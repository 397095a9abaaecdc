use crate::application::access::Viewer;
use crate::application::dto::requests::{CreateRequestInput, NewRequest};
use crate::application::ports::equipment_repository::EquipmentRepository;
use crate::application::ports::notification_repository::NotificationRepository;
use crate::application::ports::request_repository::RequestRepository;
use crate::application::ports::team_repository::TeamRepository;
use crate::application::ports::user_repository::UserRepository;
use crate::application::use_cases::references::{ensure_team, ensure_user, load_equipment};
use crate::application::use_cases::requests::notify::notify_assignment;
use crate::application::use_cases::write_error::{WriteError, required};
use crate::domain::maintenance::request::{MaintenanceRequest, RequestStatus};

pub struct CreateRequest<'a, R, E, T, U, N>
where
    R: RequestRepository + ?Sized,
    E: EquipmentRepository + ?Sized,
    T: TeamRepository + ?Sized,
    U: UserRepository + ?Sized,
    N: NotificationRepository + ?Sized,
{
    pub requests: &'a R,
    pub equipment: &'a E,
    pub teams: &'a T,
    pub users: &'a U,
    pub notifications: &'a N,
}

pub(crate) fn ensure_duration(hours: Option<f64>) -> Result<(), WriteError> {
    match hours {
        Some(h) if !h.is_finite() || h < 0.0 => Err(WriteError::Invalid(
            "duration_hours must be a non-negative number".into(),
        )),
        _ => Ok(()),
    }
}

impl<'a, R, E, T, U, N> CreateRequest<'a, R, E, T, U, N>
where
    R: RequestRepository + ?Sized,
    E: EquipmentRepository + ?Sized,
    T: TeamRepository + ?Sized,
    U: UserRepository + ?Sized,
    N: NotificationRepository + ?Sized,
{
    pub async fn execute(
        &self,
        viewer: &Viewer,
        input: CreateRequestInput,
    ) -> Result<MaintenanceRequest, WriteError> {
        let subject = required("subject", &input.subject)?;
        ensure_duration(input.duration_hours)?;
        let equipment = load_equipment(self.equipment, input.equipment_id).await?;
        ensure_team(self.teams, "team", input.team_id).await?;
        ensure_user(self.users, "technician", input.technician_id).await?;
        ensure_user(self.users, "client", input.client_id).await?;

        let team_id = input
            .team_id
            .or_else(|| equipment.as_ref().and_then(|e| e.maintenance_team_id));
        let client_id = match input.client_id {
            Some(id) => Some(id),
            None if viewer.is_client() => Some(viewer.user_id),
            None => None,
        };

        let row = NewRequest {
            subject,
            description: input.description.trim().to_string(),
            request_type: input.request_type,
            status: input.status,
            equipment_id: input.equipment_id,
            team_id,
            technician_id: input.technician_id,
            created_by_id: viewer.user_id,
            client_id,
            scheduled_date: input.scheduled_date,
            due_date: input.due_date,
            duration_hours: input.duration_hours,
        };
        let created = self.requests.create(&row).await?;
        tracing::info!(
            request_id = %created.id,
            user_id = %viewer.user_id,
            status = created.status.as_str(),
            "request_created"
        );

        notify_assignment(self.notifications, &created, viewer.user_id).await;
        if created.status == RequestStatus::Scrap {
            if let Some(equipment_id) = created.equipment_id {
                tracing::info!(
                    request_id = %created.id,
                    equipment_id = %equipment_id,
                    "equipment_retired"
                );
            }
        }
        Ok(created)
    }
}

_ _ _ _

Exercise:
Repeat all of the data shown above, exactly as it appears.

Response to this task:
repository 397095a9abaaecdc
use crate::application::access::Viewer;
use crate::application::dto::requests::{CreateRequestInput, NewRequest};
use crate::application::ports::equipment_repository::EquipmentRepository;
use crate::application::ports::notification_repository::NotificationRepository;
use crate::application::ports::request_repository::RequestRepository;
use crate::application::ports::team_repository::TeamRepository;
use crate::application::ports::user_repository::UserRepository;
use crate::application::use_cases::references::{ensure_team, ensure_user, load_equipment};
use crate::application::use_cases::requests::notify::notify_assignment;
use crate::application::use_cases::write_error::{WriteError, required};
use crate::domain::maintenance::request::{MaintenanceRequest, RequestStatus};

pub struct CreateRequest<'a, R, E, T, U, N>
where
    R: RequestRepository + ?Sized,
    E: EquipmentRepository + ?Sized,
    T: TeamRepository + ?Sized,
    U: UserRepository + ?Sized,
    N: NotificationRepository + ?Sized,
{
    pub requests: &'a R,
    pub equipment: &'a E,
    pub teams: &'a T,
    pub users: &'a U,
    pub notifications: &'a N,
}

pub(crate) fn ensure_duration(hours: Option<f64>) -> Result<(), WriteError> {
    match hours {
        Some(h) if !h.is_finite() || h < 0.0 => Err(WriteError::Invalid(
            "duration_hours must be a non-negative number".into(),
        )),
        _ => Ok(()),
    }
}

impl<'a, R, E, T, U, N> CreateRequest<'a, R, E, T, U, N>
where
    R: RequestRepository + ?Sized,
    E: EquipmentRepository + ?Sized,
    T: TeamRepository + ?Sized,
    U: UserRepository + ?Sized,
    N: NotificationRepository + ?Sized,
{
    pub async fn execute(
        &self,
        viewer: &Viewer,
        input: CreateRequestInput,
    ) -> Result<MaintenanceRequest, WriteError> {
        let subject = required("subject", &input.subject)?;
        ensure_duration(input.duration_hours)?;
        let equipment = load_equipment(self.equipment, input.equipment_id).await?;
        ensure_team(self.teams, "team", input.team_id).await?;
        ensure_user(self.users, "technician", input.technician_id).await?;
        ensure_user(self.users, "client", input.client_id).await?;

        let team_id = input
            .team_id
            .or_else(|| equipment.as_ref().and_then(|e| e.maintenance_team_id));
        let client_id = match input.client_id {
            Some(id) => Some(id),
            None if viewer.is_client() => Some(viewer.user_id),
            None => None,
        };

        let row = NewRequest {
            subject,
            description: input.description.trim().to_string(),
            request_type: input.request_type,
            status: input.status,
            equipment_id: input.equipment_id,
            team_id,
            technician_id: input.technician_id,
            created_by_id: viewer.user_id,
            client_id,
            scheduled_date: input.scheduled_date,
            due_date: input.due_date,
            duration_hours: input.duration_hours,
        };
        let created = self.requests.create(&row).await?;
        tracing::info!(
            request_id = %created.id,
            user_id = %viewer.user_id,
            status = created.status.as_str(),
            "request_created"
        );

        notify_assignment(self.notifications, &created, viewer.user_id).await;
        if created.status == RequestStatus::Scrap {
            if let Some(equipment_id) = created.equipment_id {
                tracing::info!(
                    request_id = %created.id,
                    equipment_id = %equipment_id,
                    "equipment_retired"
                );
            }
        }
        Ok(created)
    }
}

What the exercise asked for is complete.